#### DATA FOR PROCESSING
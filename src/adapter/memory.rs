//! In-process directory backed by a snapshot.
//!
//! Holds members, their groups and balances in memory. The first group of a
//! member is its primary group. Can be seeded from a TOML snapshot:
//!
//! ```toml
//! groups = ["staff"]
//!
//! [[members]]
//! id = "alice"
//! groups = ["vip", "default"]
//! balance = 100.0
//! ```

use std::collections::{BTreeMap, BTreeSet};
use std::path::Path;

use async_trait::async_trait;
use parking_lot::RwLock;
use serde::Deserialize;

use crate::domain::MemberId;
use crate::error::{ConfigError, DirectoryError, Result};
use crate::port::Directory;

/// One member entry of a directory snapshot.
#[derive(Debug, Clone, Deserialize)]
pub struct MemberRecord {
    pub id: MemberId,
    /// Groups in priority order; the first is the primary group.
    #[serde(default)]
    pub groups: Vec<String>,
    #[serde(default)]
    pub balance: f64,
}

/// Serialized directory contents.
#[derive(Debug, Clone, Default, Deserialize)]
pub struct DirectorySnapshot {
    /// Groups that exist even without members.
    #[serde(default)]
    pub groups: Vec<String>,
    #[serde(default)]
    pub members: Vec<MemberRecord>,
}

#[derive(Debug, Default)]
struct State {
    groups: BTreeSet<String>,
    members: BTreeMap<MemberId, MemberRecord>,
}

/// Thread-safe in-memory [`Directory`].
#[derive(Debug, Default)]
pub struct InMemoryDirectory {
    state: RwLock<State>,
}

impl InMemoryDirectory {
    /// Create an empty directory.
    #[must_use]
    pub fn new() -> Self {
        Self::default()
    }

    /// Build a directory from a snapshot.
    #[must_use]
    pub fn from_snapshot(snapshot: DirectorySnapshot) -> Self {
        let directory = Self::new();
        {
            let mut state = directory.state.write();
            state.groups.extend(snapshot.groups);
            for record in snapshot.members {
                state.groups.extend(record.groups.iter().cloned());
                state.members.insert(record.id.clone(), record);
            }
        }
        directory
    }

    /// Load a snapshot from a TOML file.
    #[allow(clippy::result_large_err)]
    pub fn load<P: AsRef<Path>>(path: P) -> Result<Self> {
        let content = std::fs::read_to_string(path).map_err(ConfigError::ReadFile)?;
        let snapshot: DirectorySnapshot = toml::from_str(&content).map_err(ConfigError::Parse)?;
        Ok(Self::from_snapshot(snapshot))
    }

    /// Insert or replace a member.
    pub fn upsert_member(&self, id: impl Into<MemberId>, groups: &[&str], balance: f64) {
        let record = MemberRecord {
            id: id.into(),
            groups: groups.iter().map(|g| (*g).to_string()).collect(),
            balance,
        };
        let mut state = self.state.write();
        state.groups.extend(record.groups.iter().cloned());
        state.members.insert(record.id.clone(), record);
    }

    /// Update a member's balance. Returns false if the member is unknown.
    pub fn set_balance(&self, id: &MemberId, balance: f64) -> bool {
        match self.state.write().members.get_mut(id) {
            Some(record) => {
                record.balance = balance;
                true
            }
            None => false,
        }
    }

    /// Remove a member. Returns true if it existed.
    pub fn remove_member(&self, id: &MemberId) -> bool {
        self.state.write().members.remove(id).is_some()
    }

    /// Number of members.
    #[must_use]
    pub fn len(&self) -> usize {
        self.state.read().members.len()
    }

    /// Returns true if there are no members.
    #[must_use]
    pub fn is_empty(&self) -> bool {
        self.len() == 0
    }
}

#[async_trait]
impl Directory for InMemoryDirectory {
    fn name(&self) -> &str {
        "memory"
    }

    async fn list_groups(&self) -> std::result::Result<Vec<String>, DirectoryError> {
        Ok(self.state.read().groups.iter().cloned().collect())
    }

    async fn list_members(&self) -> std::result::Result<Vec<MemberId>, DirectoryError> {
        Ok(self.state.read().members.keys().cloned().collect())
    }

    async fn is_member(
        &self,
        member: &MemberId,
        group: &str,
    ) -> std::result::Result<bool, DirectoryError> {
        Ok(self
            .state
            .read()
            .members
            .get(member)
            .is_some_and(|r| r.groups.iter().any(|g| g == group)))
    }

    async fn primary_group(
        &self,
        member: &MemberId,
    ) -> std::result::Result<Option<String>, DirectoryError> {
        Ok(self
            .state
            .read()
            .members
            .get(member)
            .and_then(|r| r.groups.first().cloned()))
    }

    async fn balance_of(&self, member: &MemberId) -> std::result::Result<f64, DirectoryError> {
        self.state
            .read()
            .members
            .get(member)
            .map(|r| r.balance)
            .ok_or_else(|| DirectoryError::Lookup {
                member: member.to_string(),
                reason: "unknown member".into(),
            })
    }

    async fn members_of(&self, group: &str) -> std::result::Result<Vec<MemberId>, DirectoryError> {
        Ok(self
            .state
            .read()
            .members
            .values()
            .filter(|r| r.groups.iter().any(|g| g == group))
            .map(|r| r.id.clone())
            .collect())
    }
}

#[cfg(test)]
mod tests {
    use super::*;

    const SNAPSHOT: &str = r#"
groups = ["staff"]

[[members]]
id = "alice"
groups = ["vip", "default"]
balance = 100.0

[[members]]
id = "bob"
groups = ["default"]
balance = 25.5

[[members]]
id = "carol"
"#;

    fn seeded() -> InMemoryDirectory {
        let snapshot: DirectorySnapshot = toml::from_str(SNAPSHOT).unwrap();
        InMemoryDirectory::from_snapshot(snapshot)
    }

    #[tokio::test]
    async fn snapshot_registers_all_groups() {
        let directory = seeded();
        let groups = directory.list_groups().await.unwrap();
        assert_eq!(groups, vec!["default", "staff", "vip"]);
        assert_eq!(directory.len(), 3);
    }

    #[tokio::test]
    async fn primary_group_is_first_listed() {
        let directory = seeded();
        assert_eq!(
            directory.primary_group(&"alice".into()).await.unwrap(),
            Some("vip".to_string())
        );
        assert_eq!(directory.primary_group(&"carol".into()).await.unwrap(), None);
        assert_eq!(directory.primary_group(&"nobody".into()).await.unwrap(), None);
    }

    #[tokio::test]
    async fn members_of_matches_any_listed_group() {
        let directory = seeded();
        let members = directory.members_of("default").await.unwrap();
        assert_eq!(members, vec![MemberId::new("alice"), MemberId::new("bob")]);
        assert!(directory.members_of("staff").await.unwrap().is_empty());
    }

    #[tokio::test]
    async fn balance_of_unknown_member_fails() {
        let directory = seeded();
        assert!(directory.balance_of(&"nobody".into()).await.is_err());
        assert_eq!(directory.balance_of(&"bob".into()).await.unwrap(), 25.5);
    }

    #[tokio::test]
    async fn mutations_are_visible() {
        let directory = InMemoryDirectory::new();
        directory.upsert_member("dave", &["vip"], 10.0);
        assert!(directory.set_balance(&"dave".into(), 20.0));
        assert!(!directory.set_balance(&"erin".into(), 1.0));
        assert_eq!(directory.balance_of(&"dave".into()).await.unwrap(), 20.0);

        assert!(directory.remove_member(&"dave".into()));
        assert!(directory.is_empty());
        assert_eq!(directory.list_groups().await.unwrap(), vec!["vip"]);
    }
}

...

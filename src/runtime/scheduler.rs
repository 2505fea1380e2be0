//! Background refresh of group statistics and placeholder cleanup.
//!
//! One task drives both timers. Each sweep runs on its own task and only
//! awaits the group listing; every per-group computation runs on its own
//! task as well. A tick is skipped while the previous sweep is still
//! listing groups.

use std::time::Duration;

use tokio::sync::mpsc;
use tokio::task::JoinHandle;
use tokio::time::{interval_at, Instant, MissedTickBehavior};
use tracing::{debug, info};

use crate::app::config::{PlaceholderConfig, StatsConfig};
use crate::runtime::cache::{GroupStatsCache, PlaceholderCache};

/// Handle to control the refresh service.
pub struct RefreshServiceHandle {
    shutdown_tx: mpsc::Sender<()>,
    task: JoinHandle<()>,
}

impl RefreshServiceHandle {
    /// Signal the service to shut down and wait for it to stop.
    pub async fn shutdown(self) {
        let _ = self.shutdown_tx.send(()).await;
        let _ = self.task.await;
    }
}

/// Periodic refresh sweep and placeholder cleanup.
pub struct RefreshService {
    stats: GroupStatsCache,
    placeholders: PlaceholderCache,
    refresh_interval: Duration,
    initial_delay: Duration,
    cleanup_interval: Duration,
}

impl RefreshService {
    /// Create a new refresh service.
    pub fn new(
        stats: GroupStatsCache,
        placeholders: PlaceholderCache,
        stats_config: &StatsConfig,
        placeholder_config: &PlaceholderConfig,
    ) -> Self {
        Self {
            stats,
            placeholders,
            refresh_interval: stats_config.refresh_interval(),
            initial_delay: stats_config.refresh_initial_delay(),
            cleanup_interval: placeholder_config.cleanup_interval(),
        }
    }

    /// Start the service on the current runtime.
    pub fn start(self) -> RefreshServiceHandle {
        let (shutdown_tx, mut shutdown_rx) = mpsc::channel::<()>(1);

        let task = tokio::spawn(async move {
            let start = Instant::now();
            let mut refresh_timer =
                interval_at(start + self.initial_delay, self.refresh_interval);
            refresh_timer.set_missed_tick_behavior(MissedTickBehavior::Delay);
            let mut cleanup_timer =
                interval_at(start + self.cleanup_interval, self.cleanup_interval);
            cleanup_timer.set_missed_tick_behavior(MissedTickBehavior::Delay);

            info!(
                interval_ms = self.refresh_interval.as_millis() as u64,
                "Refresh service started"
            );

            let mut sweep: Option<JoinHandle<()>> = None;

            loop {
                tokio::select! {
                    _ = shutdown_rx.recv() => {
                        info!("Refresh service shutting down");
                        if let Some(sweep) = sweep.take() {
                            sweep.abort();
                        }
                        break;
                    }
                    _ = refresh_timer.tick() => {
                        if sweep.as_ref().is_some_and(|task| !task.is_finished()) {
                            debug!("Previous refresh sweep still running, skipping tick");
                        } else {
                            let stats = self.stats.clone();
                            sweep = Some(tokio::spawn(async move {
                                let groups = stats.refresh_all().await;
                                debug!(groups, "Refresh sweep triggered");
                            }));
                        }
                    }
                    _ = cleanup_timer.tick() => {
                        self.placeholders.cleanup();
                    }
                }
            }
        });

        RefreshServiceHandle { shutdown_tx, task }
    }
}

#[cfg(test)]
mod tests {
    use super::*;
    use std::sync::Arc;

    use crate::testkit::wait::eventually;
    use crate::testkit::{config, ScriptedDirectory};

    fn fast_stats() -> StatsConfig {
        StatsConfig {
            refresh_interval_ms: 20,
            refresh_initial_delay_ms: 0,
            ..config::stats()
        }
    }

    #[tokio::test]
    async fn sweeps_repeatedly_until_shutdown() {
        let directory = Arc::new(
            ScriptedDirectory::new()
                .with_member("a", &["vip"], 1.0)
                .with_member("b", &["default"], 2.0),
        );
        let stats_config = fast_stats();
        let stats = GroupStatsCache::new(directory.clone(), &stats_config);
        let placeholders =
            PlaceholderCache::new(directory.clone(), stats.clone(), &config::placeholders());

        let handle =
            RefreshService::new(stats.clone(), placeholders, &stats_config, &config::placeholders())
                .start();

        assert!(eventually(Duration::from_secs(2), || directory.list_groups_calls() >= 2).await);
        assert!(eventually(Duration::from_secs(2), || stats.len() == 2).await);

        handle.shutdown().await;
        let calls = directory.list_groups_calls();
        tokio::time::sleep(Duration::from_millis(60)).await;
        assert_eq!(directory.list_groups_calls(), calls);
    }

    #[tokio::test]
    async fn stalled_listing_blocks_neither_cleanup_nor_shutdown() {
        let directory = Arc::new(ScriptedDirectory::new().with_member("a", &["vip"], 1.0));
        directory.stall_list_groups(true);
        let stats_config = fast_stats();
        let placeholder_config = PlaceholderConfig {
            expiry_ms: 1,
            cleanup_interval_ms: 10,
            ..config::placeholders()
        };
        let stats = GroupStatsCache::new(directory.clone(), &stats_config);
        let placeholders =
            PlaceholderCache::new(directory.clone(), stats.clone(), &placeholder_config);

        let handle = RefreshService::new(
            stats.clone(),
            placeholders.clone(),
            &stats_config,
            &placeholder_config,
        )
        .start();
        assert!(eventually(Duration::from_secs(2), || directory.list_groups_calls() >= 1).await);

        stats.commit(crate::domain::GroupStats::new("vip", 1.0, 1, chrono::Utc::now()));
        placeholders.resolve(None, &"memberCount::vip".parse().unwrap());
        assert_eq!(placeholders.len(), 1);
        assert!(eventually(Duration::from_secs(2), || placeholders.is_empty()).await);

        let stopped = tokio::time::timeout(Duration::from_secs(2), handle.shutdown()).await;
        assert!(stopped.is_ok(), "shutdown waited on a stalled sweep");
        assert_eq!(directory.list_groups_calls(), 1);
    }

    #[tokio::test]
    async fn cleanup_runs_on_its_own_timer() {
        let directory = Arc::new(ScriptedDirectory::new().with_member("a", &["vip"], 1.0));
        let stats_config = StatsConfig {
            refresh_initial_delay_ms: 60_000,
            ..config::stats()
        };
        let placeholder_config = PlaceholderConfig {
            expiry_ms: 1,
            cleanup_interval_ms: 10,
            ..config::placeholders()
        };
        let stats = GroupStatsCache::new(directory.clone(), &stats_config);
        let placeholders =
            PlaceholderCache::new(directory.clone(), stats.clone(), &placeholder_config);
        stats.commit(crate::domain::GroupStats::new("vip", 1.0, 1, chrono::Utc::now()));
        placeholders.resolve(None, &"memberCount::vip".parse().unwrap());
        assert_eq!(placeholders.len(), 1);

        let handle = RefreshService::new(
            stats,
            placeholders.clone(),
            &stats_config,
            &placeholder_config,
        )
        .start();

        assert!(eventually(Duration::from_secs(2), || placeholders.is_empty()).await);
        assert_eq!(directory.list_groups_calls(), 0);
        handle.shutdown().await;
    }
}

#### TASK
When the line with "filename src/adapter/memory.rs" is reached in the data above, start copying there, and copy each line exactly until the line with "Serialized directory contents." has been copied; copy nothing else.

#### RESPONSE
filename src/adapter/memory.rs
//! In-process directory backed by a snapshot.
//!
//! Holds members, their groups and balances in memory. The first group of a
//! member is its primary group. Can be seeded from a TOML snapshot:
//!
//! ```toml
//! groups = ["staff"]
//!
//! [[members]]
//! id = "alice"
//! groups = ["vip", "default"]
//! balance = 100.0
//! ```

use std::collections::{BTreeMap, BTreeSet};
use std::path::Path;

use async_trait::async_trait;
use parking_lot::RwLock;
use serde::Deserialize;

use crate::domain::MemberId;
use crate::error::{ConfigError, DirectoryError, Result};
use crate::port::Directory;

/// One member entry of a directory snapshot.
#[derive(Debug, Clone, Deserialize)]
pub struct MemberRecord {
    pub id: MemberId,
    /// Groups in priority order; the first is the primary group.
    #[serde(default)]
    pub groups: Vec<String>,
    #[serde(default)]
    pub balance: f64,
}

/// Serialized directory contents.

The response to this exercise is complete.